Hey, it's the Mexican Hanukkah, or something. I looked it up on Wikipedia - because I was in the mood to be lied to - and apparently we're commemorating the battle that started the French losing streak. I thought it was the Prussians, but nope. Mexico. It's French people that should be drinking heavily today, not Mexicans.
By "Mexicans," of course, I mean "college students." Cinco de Mayo is authentically Mexican like Columbus Day is authentically Colombian. It's almost as embarrassing as St. Patrick's Day.
Wow...I'm in a bad mood. You know what usually cheers me up when I feel like this? Good old Jamie Trecker.
....nope. Now I'm even more perturbed.
My gosh. This means our victory over Ghana might be tainted.
Last week on the Galaxy supporters board in which I loiter, someone dredged up a thread from before the 2006 World Cup where BigSoccer user Autogolazo transcribed an interview where Bruce Arena had this to say about the African entries in the World Cup. Read it and weep.
Well, he was right. Only one African team even made it to the second round. Problem was, they stepped on Bruce's face to get there.
And now we find out they were TANKING? Jesus, Mary and John Holmes!
A quick doodle through Google shows that the Brazil second round game is Miller's likely culprit.
Ghana's FA made a lot of noise at the time, I've heard nothing about any follow-up. Maybe Hill's return to the news will remind them.
There are two really disquieting aspects about this. First of all, aren't fixed matches supposed to benefit the underdog? Brazil was a fairly solid favorite to win the whole tournament. How much money could they possibly have made betting on them to make it through the second round?

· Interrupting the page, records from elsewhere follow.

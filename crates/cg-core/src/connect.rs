use std::collections::BTreeMap;
use std::fmt;

use serde::{Deserialize, Serialize};

use crate::position::{Direction, Position};

/// Candidate neighbor positions mapped to the link types accepted there.
pub type ConnectionMap = BTreeMap<Position, ConnectSet>;

/// The kind of link a charge block exposes to its neighbors.
#[derive(Debug, Clone, Copy, PartialEq, Eq, Hash, PartialOrd, Ord, Serialize, Deserialize)]
#[serde(rename_all = "snake_case")]
pub enum ConnectType {
    /// A full block: links on every face.
    Block,
    /// A bottom half-slab: links sideways to slabs and wires, down to solid
    /// blocks, and up only to track.
    Slab,
    /// Electrified track: links to the block it rests on and to track along
    /// the same line, including one-step slopes.
    Track,
    /// Wire: links on every face to anything except track.
    Wire,
}

impl ConnectType {
    /// All link types.
    pub const ALL: [ConnectType; 4] = [Self::Block, Self::Slab, Self::Track, Self::Wire];

    const fn bit(self) -> u8 {
        match self {
            Self::Block => 1,
            Self::Slab => 1 << 1,
            Self::Track => 1 << 2,
            Self::Wire => 1 << 3,
        }
    }

    /// The positions this type may link with when placed at `pos`, and which
    /// link types it accepts at each of them.
    ///
    /// This is one side of the handshake only. An edge exists only when the
    /// block at the other end also lists `pos` and accepts this type.
    pub fn possible_connections(self, pos: Position) -> ConnectionMap {
        let mut map = ConnectionMap::new();
        // Candidates past the edge of the coordinate range are skipped.
        let mut put = |candidate: Option<Position>, accepted: ConnectSet| {
            if let Some(candidate) = candidate {
                map.insert(candidate, accepted);
            }
        };
        match self {
            Self::Block => {
                for dir in Direction::ALL {
                    put(pos.step(dir), ConnectSet::ALL);
                }
            }
            Self::Slab => {
                put(pos.down(), ConnectSet::of(&[Self::Block, Self::Slab, Self::Wire]));
                for dir in Direction::HORIZONTAL {
                    put(pos.step(dir), ConnectSet::of(&[Self::Slab, Self::Wire]));
                }
                put(pos.up(), ConnectSet::of(&[Self::Track]));
            }
            Self::Track => {
                put(pos.down(), ConnectSet::of(&[Self::Block, Self::Slab]));
                let track = ConnectSet::of(&[Self::Track]);
                for dir in Direction::HORIZONTAL {
                    let Some(side) = pos.step(dir) else {
                        continue;
                    };
                    put(Some(side), track);
                    put(side.up(), track);
                    put(side.down(), track);
                }
            }
            Self::Wire => {
                let accepted = ConnectSet::of(&[Self::Block, Self::Slab, Self::Wire]);
                for dir in Direction::ALL {
                    put(pos.step(dir), accepted);
                }
            }
        }
        map
    }
}

impl fmt::Display for ConnectType {
    fn fmt(&self, f: &mut fmt::Formatter<'_>) -> fmt::Result {
        match self {
            Self::Block => write!(f, "block"),
            Self::Slab => write!(f, "slab"),
            Self::Track => write!(f, "track"),
            Self::Wire => write!(f, "wire"),
        }
    }
}

/// A small set of [`ConnectType`]s.
#[derive(Debug, Clone, Copy, PartialEq, Eq, Hash, Default)]
pub struct ConnectSet(u8);

impl ConnectSet {
    /// The empty set.
    pub const EMPTY: ConnectSet = ConnectSet(0);
    /// Every link type.
    pub const ALL: ConnectSet = ConnectSet(0b1111);

    /// Build a set from a slice of types.
    pub const fn of(types: &[ConnectType]) -> Self {
        let mut bits = 0;
        let mut i = 0;
        while i < types.len() {
            bits |= types[i].bit();
            i += 1;
        }
        Self(bits)
    }

    /// Return `true` if `ty` is in the set.
    pub const fn contains(self, ty: ConnectType) -> bool {
        self.0 & ty.bit() != 0
    }

    /// Return `true` if the set has no members.
    pub const fn is_empty(self) -> bool {
        self.0 == 0
    }

    /// Iterate over the members in declaration order.
    pub fn iter(self) -> impl Iterator<Item = ConnectType> {
        ConnectType::ALL.into_iter().filter(move |ty| self.contains(*ty))
    }
}

impl FromIterator<ConnectType> for ConnectSet {
    fn from_iter<I: IntoIterator<Item = ConnectType>>(iter: I) -> Self {
        Self(iter.into_iter().fold(0, |bits, ty| bits | ty.bit()))
    }
}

Worse still - far worse - was that the US couldn't get in on this action and have Ghana tank a game earlier. Hell, whatever it would have cost in bribes, we could have made it back the next game. I'm sure we could have accepted money to lose to Brazil, too.

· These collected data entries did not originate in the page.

use std::collections::BTreeSet;
use std::fmt;

use cg_core::Position;

use crate::node::{ChargeNode, GraphRef, NodeRegistry};

/// Relative shortfall of [`ChargeGraph::try_use_charge`] still counted as
/// satisfied.
const DRAW_TOLERANCE: f64 = 1e-9;

/// Identifier of a charge graph. Ids are handed out in creation order and
/// never reused, so a lower id always means an older graph.
#[derive(Debug, Clone, Copy, PartialEq, Eq, Hash, PartialOrd, Ord)]
pub struct GraphId(pub(crate) u64);

impl GraphId {
    /// The creation sequence number.
    pub fn get(self) -> u64 {
        self.0
    }
}

impl fmt::Display for GraphId {
    fn fmt(&self, f: &mut fmt::Formatter<'_>) -> fmt::Result {
        write!(f, "G{}", self.0)
    }
}

/// A connected component of charge nodes sharing one pooled energy store.
///
/// The graph records positions only; batteries stay with their nodes in the
/// [`NodeRegistry`], which is why the energy operations borrow it. Batteries
/// are always visited in position order, so the scan and removal passes of
/// [`try_use_charge`](Self::try_use_charge) walk them identically.
#[derive(Debug)]
pub struct ChargeGraph {
    id: GraphId,
    members: BTreeSet<Position>,
    cells: BTreeSet<Position>,
    invalid: bool,
}

impl ChargeGraph {
    pub(crate) fn new(id: GraphId) -> Self {
        Self {
            id,
            members: BTreeSet::new(),
            cells: BTreeSet::new(),
            invalid: false,
        }
    }

    /// This graph's id.
    pub fn id(&self) -> GraphId {
        self.id
    }

    /// Number of member nodes.
    pub fn len(&self) -> usize {
        self.members.len()
    }

    /// Return `true` if the graph has no members.
    pub fn is_empty(&self) -> bool {
        self.members.is_empty()
    }

    /// Return `true` once the graph has been destroyed. Permanent.
    pub fn is_invalid(&self) -> bool {
        self.invalid
    }

    /// Return `true` if the node at `pos` is a member.
    pub fn contains(&self, pos: Position) -> bool {
        self.members.contains(&pos)
    }

    /// Member positions in ascending order.
    pub fn members(&self) -> impl Iterator<Item = Position> + '_ {
        self.members.iter().copied()
    }

    /// Number of members carrying a battery.
    pub fn battery_count(&self) -> usize {
        self.cells.len()
    }

    /// Positions of battery-carrying members in ascending order.
    pub fn battery_positions(&self) -> impl Iterator<Item = Position> + '_ {
        self.cells.iter().copied()
    }

    /// Add `node` as a member and point it at this graph. Returns `false` if
    /// the node's position was already a member, in which case nothing
    /// changes.
    ///
    /// # Panics
    ///
    /// Panics if the graph has been invalidated.
    pub(crate) fn add(&mut self, node: &mut ChargeNode) -> bool {
        assert!(!self.invalid, "{} used after invalidation", self.id);
        if !self.members.insert(node.position()) {
            return false;
        }
        node.set_graph(GraphRef::Member(self.id));
        self.record_battery(node);
        true
    }

    /// Take over an existing membership slot for a node replacing the
    /// previous occupant of the same position.
    pub(crate) fn adopt(&mut self, node: &mut ChargeNode) {
        assert!(!self.invalid, "{} used after invalidation", self.id);
        self.members.insert(node.position());
        node.set_graph(GraphRef::Member(self.id));
        self.record_battery(node);
    }

    fn record_battery(&mut self, node: &ChargeNode) {
        if node.has_battery() {
            self.cells.insert(node.position());
        } else {
            self.cells.remove(&node.position());
        }
    }

    /// Drop every member without invalidating the graph. Used on the losing
    /// side of a merge, after its nodes have been re-pointed.
    pub(crate) fn clear(&mut self) {
        self.members.clear();
        self.cells.clear();
    }

    /// Destroy the graph: every member still pointing here reverts to the
    /// Null component and membership is emptied. Returns `false` if the graph
    /// was already invalid.
    pub(crate) fn invalidate(&mut self, nodes: &mut NodeRegistry) -> bool {
        if self.invalid {
            return false;
        }
        self.invalid = true;
        for pos in &self.members {
            if let Some(node) = nodes.get_mut(*pos)
                && node.graph() == GraphRef::Member(self.id)
            {
                node.set_graph(GraphRef::Unassigned);
            }
        }
        self.clear();
        true
    }

    /// Sum of the charge held by every member battery.
    pub fn total_charge(&self, nodes: &NodeRegistry) -> f64 {
        self.cells.iter().filter_map(|pos| nodes.charge_at(*pos)).sum()
    }

    /// Equalize: set every member battery to the mean charge of the graph.
    ///
    /// No transmission loss is applied.
    pub fn tick(&self, nodes: &mut NodeRegistry) {
        let charges: Vec<f64> = self
            .cells
            .iter()
            .filter_map(|pos| nodes.charge_at(*pos))
            .collect();
        if charges.is_empty() {
            return;
        }
        let average = charges.iter().sum::<f64>() / charges.len() as f64;
        for pos in &self.cells {
            if let Some(battery) = nodes.battery_mut(*pos) {
                battery.set_charge(average);
            }
        }
    }

    /// Remove exactly `amount` charge, or nothing at all.
    ///
    /// The first pass only reads charges and stops as soon as the running
    /// total covers `amount`. If it never does, no battery is touched. The
    /// second pass removes from the same batteries in the same order; should
    /// a battery's own draw limit make it come up short, every removal made
    /// in this call is put back before returning `false`. A shortfall within
    /// [`DRAW_TOLERANCE`] of `amount` is rounding, not a draw limit.
    pub fn try_use_charge(&self, nodes: &mut NodeRegistry, amount: f64) -> bool {
        if amount.is_nan() {
            return false;
        }
        let mut available = 0.0;
        for pos in &self.cells {
            available += nodes.charge_at(*pos).unwrap_or(0.0);
            if available >= amount {
                break;
            }
        }
        if available < amount {
            return false;
        }

        let mut removed = 0.0;
        let mut drawn: Vec<(Position, f64)> = Vec::new();
        for pos in &self.cells {
            if removed >= amount {
                break;
            }
            if let Some(battery) = nodes.battery_mut(*pos) {
                let before = battery.charge();
                removed += battery.remove_charge(amount - removed);
                drawn.push((*pos, before));
            }
        }
        if amount - removed <= amount.abs() * DRAW_TOLERANCE {
            return true;
        }

        for (pos, before) in drawn {
            if let Some(battery) = nodes.battery_mut(pos) {
                battery.set_charge(before);
            }
        }
        false
    }

    /// Remove up to `amount` charge and return how much was removed.
    /// Non-positive and NaN requests remove nothing.
    pub fn remove_charge(&self, nodes: &mut NodeRegistry, amount: f64) -> f64 {
        let mut removed = 0.0;
        if amount.is_nan() {
            return removed;
        }
        for pos in &self.cells {
            if removed >= amount {
                break;
            }
            if let Some(battery) = nodes.battery_mut(*pos) {
                removed += battery.remove_charge(amount - removed);
            }
        }
        removed
    }
}

impl fmt::Display for ChargeGraph {
    fn fmt(&self, f: &mut fmt::Formatter<'_>) -> fmt::Result {
        write!(
            f,
            "{}{{size={}, batteries={}}}",
            self.id,
            self.members.len(),
            self.cells.len()
        )
    }
}

#[cfg(test)]
mod tests {
    use super::*;
    use cg_core::{BatterySpec, ChargeBattery, ChargeDef, ConnectType};

    fn charged(pos: Position, charge: f64) -> ChargeNode {
        charged_with(pos, BatterySpec::new(1000.0), charge)
    }

    fn charged_with(pos: Position, spec: BatterySpec, charge: f64) -> ChargeNode {
        let def = ChargeDef::new(ConnectType::Block).with_battery(spec);
        let battery = def
            .make_battery(charge)
            .map(|b| Box::new(b) as Box<dyn ChargeBattery>);
        ChargeNode::new(pos, def, battery)
    }

    fn plain(pos: Position) -> ChargeNode {
        ChargeNode::new(pos, ChargeDef::new(ConnectType::Wire), None)
    }

    /// A graph over nodes at x = 0, 1, 2, ... with the given optional charges.
    fn graph_of(charges: &[Option<f64>]) -> (ChargeGraph, NodeRegistry) {
        let mut graph = ChargeGraph::new(GraphId(1));
        let mut nodes = NodeRegistry::new();
        for (x, charge) in charges.iter().enumerate() {
            let pos = Position::new(x as i32, 0, 0);
            let mut node = match charge {
                Some(c) => charged(pos, *c),
                None => plain(pos),
            };
            assert!(graph.add(&mut node));
            nodes.insert(node);
        }
        (graph, nodes)
    }

    fn charges(graph: &ChargeGraph, nodes: &NodeRegistry) -> Vec<f64> {
        graph
            .battery_positions()
            .filter_map(|pos| nodes.charge_at(pos))
            .collect()
    }

    #[test]
    fn add_points_node_at_graph_and_records_battery() {
        let mut graph = ChargeGraph::new(GraphId(7));
        let mut node = charged(Position::new(0, 0, 0), 5.0);
        assert!(graph.add(&mut node));
        assert_eq!(node.graph(), GraphRef::Member(GraphId(7)));
        assert_eq!(graph.battery_count(), 1);

        let mut again = charged(Position::new(0, 0, 0), 5.0);
        assert!(!graph.add(&mut again));
        assert!(again.is_unassigned());
        assert_eq!(graph.len(), 1);
    }

    #[test]
    fn plain_nodes_are_members_without_cells() {
        let (graph, _) = graph_of(&[None, Some(3.0), None]);
        assert_eq!(graph.len(), 3);
        assert_eq!(graph.battery_count(), 1);
    }

    #[test]
    fn adopt_refreshes_battery_record() {
        let (mut graph, mut nodes) = graph_of(&[Some(3.0), None]);
        let pos = Position::new(0, 0, 0);
        nodes.remove(pos);
        let mut replacement = plain(pos);
        graph.adopt(&mut replacement);
        nodes.insert(replacement);
        assert_eq!(graph.len(), 2);
        assert_eq!(graph.battery_count(), 0);
        assert_eq!(nodes.get(pos).unwrap().graph(), GraphRef::Member(GraphId(1)));
    }

    #[test]
    fn invalidate_resets_members_and_is_permanent() {
        let (mut graph, mut nodes) = graph_of(&[Some(1.0), None, Some(2.0)]);
        assert!(graph.invalidate(&mut nodes));
        assert!(graph.is_invalid());
        assert!(graph.is_empty());
        assert!(nodes.iter().all(|n| n.is_unassigned()));
        assert!(!graph.invalidate(&mut nodes));
    }

    #[test]
    #[should_panic(expected = "used after invalidation")]
    fn add_after_invalidate_panics() {
        let (mut graph, mut nodes) = graph_of(&[None]);
        graph.invalidate(&mut nodes);
        let mut node = plain(Position::new(5, 0, 0));
        graph.add(&mut node);
    }

    #[test]
    fn clear_keeps_graph_valid() {
        let (mut graph, _) = graph_of(&[Some(1.0), None]);
        graph.clear();
        assert!(graph.is_empty());
        assert!(!graph.is_invalid());
        assert_eq!(graph.battery_count(), 0);
    }

    #[test]
    fn total_charge_sums_cells() {
        let (graph, nodes) = graph_of(&[Some(10.0), None, Some(30.0), Some(5.0)]);
        assert!((graph.total_charge(&nodes) - 45.0).abs() < f64::EPSILON);
    }

    #[test]
    fn tick_equalizes_to_mean() {
        let (graph, mut nodes) = graph_of(&[Some(10.0), None, Some(30.0), Some(50.0)]);
        graph.tick(&mut nodes);
        for charge in charges(&graph, &nodes) {
            assert!((charge - 30.0).abs() < 1e-9);
        }
        assert!((graph.total_charge(&nodes) - 90.0).abs() < 1e-9);
    }

    #[test]
    fn tick_without_batteries_is_noop() {
        let (graph, mut nodes) = graph_of(&[None, None]);
        graph.tick(&mut nodes);
        assert_eq!(graph.total_charge(&nodes), 0.0);
    }

    #[test]
    fn try_use_charge_insufficient_touches_nothing() {
        let (graph, mut nodes) = graph_of(&[Some(10.0), Some(20.0)]);
        assert!(!graph.try_use_charge(&mut nodes, 31.0));
        assert_eq!(charges(&graph, &nodes), vec![10.0, 20.0]);
    }

    #[test]
    fn try_use_charge_spans_batteries() {
        let (graph, mut nodes) = graph_of(&[Some(10.0), Some(20.0), Some(5.0)]);
        assert!(graph.try_use_charge(&mut nodes, 25.0));
        assert_eq!(charges(&graph, &nodes), vec![0.0, 5.0, 5.0]);
        assert!((graph.total_charge(&nodes) - 10.0).abs() < f64::EPSILON);
    }

    #[test]
    fn try_use_charge_rolls_back_on_draw_limit() {
        let mut graph = ChargeGraph::new(GraphId(1));
        let mut nodes = NodeRegistry::new();
        for x in 0..2 {
            let mut node = charged_with(
                Position::new(x, 0, 0),
                BatterySpec::new(100.0).with_max_draw(4.0),
                10.0,
            );
            graph.add(&mut node);
            nodes.insert(node);
        }
        // 20 stored, but at most 8 can be drawn in one call.
        assert!(!graph.try_use_charge(&mut nodes, 15.0));
        assert_eq!(charges(&graph, &nodes), vec![10.0, 10.0]);
        assert!(graph.try_use_charge(&mut nodes, 8.0));
        assert_eq!(charges(&graph, &nodes), vec![6.0, 6.0]);
    }

    #[test]
    fn try_use_charge_of_zero_succeeds_on_empty_graph() {
        let (graph, mut nodes) = graph_of(&[None]);
        assert!(graph.try_use_charge(&mut nodes, 0.0));
        assert!(!graph.try_use_charge(&mut nodes, 1.0));
    }

    #[test]
    fn remove_charge_is_best_effort() {
        let (graph, mut nodes) = graph_of(&[Some(10.0), Some(20.0)]);
        assert!((graph.remove_charge(&mut nodes, 12.0) - 12.0).abs() < f64::EPSILON);
        assert_eq!(charges(&graph, &nodes), vec![0.0, 18.0]);
        assert!((graph.remove_charge(&mut nodes, 50.0) - 18.0).abs() < f64::EPSILON);
        assert_eq!(charges(&graph, &nodes), vec![0.0, 0.0]);
        assert_eq!(graph.remove_charge(&mut nodes, 5.0), 0.0);
        assert_eq!(graph.remove_charge(&mut nodes, -5.0), 0.0);
    }

    #[test]
    fn display_shows_counts() {
        let (graph, _) = graph_of(&[Some(1.0), None]);
        assert_eq!(graph.to_string(), "G1{size=2, batteries=1}");
    }

    #[test]
    fn try_use_charge_of_whole_total_after_equalizing() {
        let (graph, mut nodes) = graph_of(&[Some(10.0), Some(10.0), Some(10.5)]);
        graph.tick(&mut nodes);
        let total = graph.total_charge(&nodes);
        assert!(graph.try_use_charge(&mut nodes, total));
        assert!(graph.total_charge(&nodes) < 1e-9);
    }

    #[test]
    fn try_use_charge_rejects_nan_and_infinity() {
        let (graph, mut nodes) = graph_of(&[Some(10.0), Some(20.0)]);
        assert!(!graph.try_use_charge(&mut nodes, f64::NAN));
        assert!(!graph.try_use_charge(&mut nodes, f64::INFINITY));
        assert_eq!(charges(&graph, &nodes), vec![10.0, 20.0]);
    }

    #[test]
    fn remove_charge_of_infinity_drains_and_reports_total() {
        let (graph, mut nodes) = graph_of(&[Some(40.0)]);
        assert_eq!(graph.remove_charge(&mut nodes, f64::INFINITY), 40.0);
        assert_eq!(charges(&graph, &nodes), vec![0.0]);
    }

    #[test]
    fn remove_charge_of_nan_takes_nothing() {
        let (graph, mut nodes) = graph_of(&[Some(40.0), Some(5.0)]);
        assert_eq!(graph.remove_charge(&mut nodes, f64::NAN), 0.0);
        assert_eq!(charges(&graph, &nodes), vec![40.0, 5.0]);
    }
}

But no - Bruce Arena thought Ghana were no match for our skill and experience.
This probably isn't a decent matter for joking. Brian Glanville, in recent editions of "The Story of the World Cup," hints darkly that Colombia was bribed or intimidated into throwing their games in 1994. Glanville didn't exactly follow up that theory with a whole ton of evidence, apart from the circumstances of Andres Escobar's death.

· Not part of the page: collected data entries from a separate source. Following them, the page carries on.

use std::collections::HashMap;
use std::fmt;

use cg_core::{ChargeBattery, ChargeDef, Position};

use crate::graph::GraphId;

/// Which component a node currently belongs to.
///
/// `Unassigned` is the Null component: every node starts there, and returns
/// there when its component is destroyed.
#[derive(Debug, Clone, Copy, PartialEq, Eq, Hash, Default)]
pub enum GraphRef {
    /// Not yet part of any component.
    #[default]
    Unassigned,
    /// Member of the live component with this id.
    Member(GraphId),
}

impl GraphRef {
    /// The component id, if assigned.
    pub fn id(self) -> Option<GraphId> {
        match self {
            Self::Unassigned => None,
            Self::Member(id) => Some(id),
        }
    }

    /// Return `true` for the Null component.
    pub fn is_unassigned(self) -> bool {
        matches!(self, Self::Unassigned)
    }
}

impl fmt::Display for GraphRef {
    fn fmt(&self, f: &mut fmt::Formatter<'_>) -> fmt::Result {
        match self {
            Self::Unassigned => write!(f, "null"),
            Self::Member(id) => write!(f, "{id}"),
        }
    }
}

/// One charge-capable block registered with a network.
#[derive(Debug)]
pub struct ChargeNode {
    pos: Position,
    def: ChargeDef,
    battery: Option<Box<dyn ChargeBattery>>,
    graph: GraphRef,
    invalid: bool,
}

impl ChargeNode {
    pub(crate) fn new(pos: Position, def: ChargeDef, battery: Option<Box<dyn ChargeBattery>>) -> Self {
        Self {
            pos,
            def,
            battery,
            graph: GraphRef::Unassigned,
            invalid: false,
        }
    }

    /// Where this node sits.
    pub fn position(&self) -> Position {
        self.pos
    }

    /// The descriptor this node was registered with.
    pub fn def(&self) -> &ChargeDef {
        &self.def
    }

    /// The node's battery, if its block stores energy.
    pub fn battery(&self) -> Option<&dyn ChargeBattery> {
        self.battery.as_deref()
    }

    pub(crate) fn battery_mut(&mut self) -> Option<&mut (dyn ChargeBattery + 'static)> {
        self.battery.as_deref_mut()
    }

    /// Return `true` if the node carries a battery.
    pub fn has_battery(&self) -> bool {
        self.battery.is_some()
    }

    /// The component this node currently points at.
    ///
    /// This does not build anything; use
    /// [`Network::component_at`](crate::Network::component_at) to resolve an
    /// unassigned node lazily.
    pub fn graph(&self) -> GraphRef {
        self.graph
    }

    /// Return `true` while the node points at the Null component.
    pub fn is_unassigned(&self) -> bool {
        self.graph.is_unassigned()
    }

    /// Return `true` once the node has been deregistered or replaced.
    pub fn is_invalid(&self) -> bool {
        self.invalid
    }

    pub(crate) fn set_graph(&mut self, graph: GraphRef) {
        self.graph = graph;
    }

    pub(crate) fn invalidate(&mut self) {
        self.invalid = true;
    }

    /// Positions of registered nodes this node is linked to.
    ///
    /// A candidate counts only if the link is accepted from both ends: this
    /// node lists the candidate's position and accepts its link type, and the
    /// candidate lists this position and accepts this node's link type.
    pub fn neighbors(&self, nodes: &NodeRegistry) -> Vec<Position> {
        let own_type = self.def.connect_type;
        self.def
            .possible_connections(self.pos)
            .into_iter()
            .filter_map(|(pos, accepted)| {
                let other = nodes.get(pos)?;
                if !accepted.contains(other.def.connect_type) {
                    return None;
                }
                let accepts_back = other
                    .def
                    .possible_connections(pos)
                    .get(&self.pos)
                    .is_some_and(|set| set.contains(own_type));
                accepts_back.then_some(pos)
            })
            .collect()
    }
}

impl fmt::Display for ChargeNode {
    fn fmt(&self, f: &mut fmt::Formatter<'_>) -> fmt::Result {
        write!(f, "{} {}", self.def.connect_type, self.pos)
    }
}

/// Position-keyed store of registered nodes. Owned by the network.
#[derive(Debug, Default)]
pub struct NodeRegistry {
    nodes: HashMap<Position, ChargeNode>,
}

impl NodeRegistry {
    /// Create an empty registry.
    pub fn new() -> Self {
        Self::default()
    }

    /// The node at `pos`, if any.
    pub fn get(&self, pos: Position) -> Option<&ChargeNode> {
        self.nodes.get(&pos)
    }

    pub(crate) fn get_mut(&mut self, pos: Position) -> Option<&mut ChargeNode> {
        self.nodes.get_mut(&pos)
    }

    /// Return `true` if a node is registered at `pos`.
    pub fn contains(&self, pos: Position) -> bool {
        self.nodes.contains_key(&pos)
    }

    pub(crate) fn insert(&mut self, node: ChargeNode) -> Option<ChargeNode> {
        self.nodes.insert(node.pos, node)
    }

    pub(crate) fn remove(&mut self, pos: Position) -> Option<ChargeNode> {
        self.nodes.remove(&pos)
    }

    /// Charge of the battery at `pos`, if that node has one.
    pub fn charge_at(&self, pos: Position) -> Option<f64> {
        self.get(pos)?.battery().map(|battery| battery.charge())
    }

    pub(crate) fn battery_mut(&mut self, pos: Position) -> Option<&mut (dyn ChargeBattery + 'static)> {
        self.nodes.get_mut(&pos)?.battery_mut()
    }

    /// Iterate over all registered nodes in arbitrary order.
    pub fn iter(&self) -> impl Iterator<Item = &ChargeNode> {
        self.nodes.values()
    }

    /// Number of registered nodes.
    pub fn len(&self) -> usize {
        self.nodes.len()
    }

    /// Return `true` if no nodes are registered.
    pub fn is_empty(&self) -> bool {
        self.nodes.is_empty()
    }
}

Which would pretty much make the post-Shot Heard Round The World era of US Soccer into an Ashlee Simpson Saturday Night Live jig. Which is why the lack of evidence bothered me, and which is why I threw out my pre-1994 copy of Glanville's book. You have more accusations of other Cups being fixed - although I think Ollie could tell you that Havelange is nuts. When they fixed games back in those days, it was pretty obvious - Argentina-Peru, 1978; West Germany-Austria, 1982. So extraordinary claims demand extraordinary evidence, and Glanville never came through.
Hill might not, either, but Ghana's apparent failure to follow through on legal action argues otherwise. If Hill is right, they've certainly gotten a good deal more devious about fixing World Cup games than in olden times.
And here we are, reading about other countries benefiting. Sunil, how are you going to bribe your way to hosting another World Cup if you can't bribe the team into the second round?